Personal information
- Date of birth: 30 January 1989 (age 36)
- Place of birth: Porlezza, Italy
- Height: 1.70 m (5 ft 7 in)
- Position(s): Midfielder

Team information
- Current team: SC Ligorna 1922
- Number: 16

Senior career*
- Years: Team / Apps / (Gls)
- 2007–2008: Borgomanero / 32 / (6)
- 2008–2009: Pavia / 9 / (0)
- 2009–2014: Savona / 114 / (10)
- 2014–2015: Bassano / 35 / (7)
- 2015–2017: Pordenone / 73 / (13)
- 2017–2018: Brescia / 2 / (0)
- 2018: Reggiana / 18 / (4)
- 2018–2019: Novara / 13 / (1)
- 2019: → Gubbio (loan) / 11 / (0)
- 2019–2020: Piacenza / 20 / (1)
- 2021–2022: Vibonese / 40 / (0)
- 2022: Cjarlins Muzane / 13 / (4)
- 2022–2023: Calcio Desenzano / 17 / (4)
- 2023–: SC Ligorna 1922 / 3 / (0)

= Luca Cattaneo (footballer) =

Italian footballer (born 1989)

Luca Cattaneo (born 30 January 1989) is an Italian footballer. He plays as a midfielder for Serie D club SC Ligorna 1922.

==Club career==
He made his Serie C debut for Savona on 1 September 2013 in a game against AlbinoLeffe.

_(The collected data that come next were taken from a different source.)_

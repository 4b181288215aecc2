//! Local filesystem adapter using std::fs.

use std::io;
use std::path::Path;

use strata_core::{
    application::{ApplicationError, ports::Filesystem},
    error::{StrataError, StrataResult},
};
use tracing::trace;

/// Production filesystem implementation using `std::fs`.
#[derive(Debug, Clone, Copy, Default)]
pub struct LocalFilesystem;

impl LocalFilesystem {
    /// Create a new local filesystem adapter.
    pub fn new() -> Self {
        Self
    }
}

impl Filesystem for LocalFilesystem {
    fn create_dir_all(&self, path: &Path) -> StrataResult<()> {
        trace!(path = %path.display(), "create_dir_all");
        std::fs::create_dir_all(path).map_err(|e| map_io_error(path, e, "create directory"))
    }

    fn write_file(&self, path: &Path, content: &str) -> StrataResult<()> {
        trace!(path = %path.display(), bytes = content.len(), "write_file");
        std::fs::write(path, content).map_err(|e| map_io_error(path, e, "write file"))
    }

    fn exists(&self, path: &Path) -> bool {
        path.exists()
    }
}

fn map_io_error(path: &Path, e: io::Error, operation: &str) -> StrataError {
    ApplicationError::FilesystemError {
        path: path.to_path_buf(),
        reason: format!("Failed to {operation}: {e}"),
    }
    .into()
}

#[cfg(test)]
mod tests {
    use super::*;
    use strata_core::error::ErrorCategory;
    use tempfile::TempDir;

    #[test]
    fn writes_and_overwrites() {
        let tmp = TempDir::new().unwrap();
        let fs = LocalFilesystem::new();
        let dir = tmp.path().join("a/b");
        let file = dir.join("c.txt");

        fs.create_dir_all(&dir).unwrap();
        fs.write_file(&file, "one").unwrap();
        fs.write_file(&file, "two").unwrap();

        assert!(fs.exists(&file));
        assert_eq!(std::fs::read_to_string(&file).unwrap(), "two");
    }

    #[test]
    fn missing_parent_is_an_io_error() {
        let tmp = TempDir::new().unwrap();
        let err = LocalFilesystem
            .write_file(&tmp.path().join("nope/file.txt"), "x")
            .unwrap_err();

        assert_eq!(err.category(), ErrorCategory::Io);
        assert!(err.to_string().contains("Failed to write file"));
    }
}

On 31 January 2019, he joined Gubbio on loan.

On 11 July 2019, he signed a 2-year contract with Piacenza.

On 11 February 2021 he moved to Vibonese. After one and a half year at Vibonese, Cattaneo moved to fellow league club A.S.D. Cjarlins Muzane in July 2022.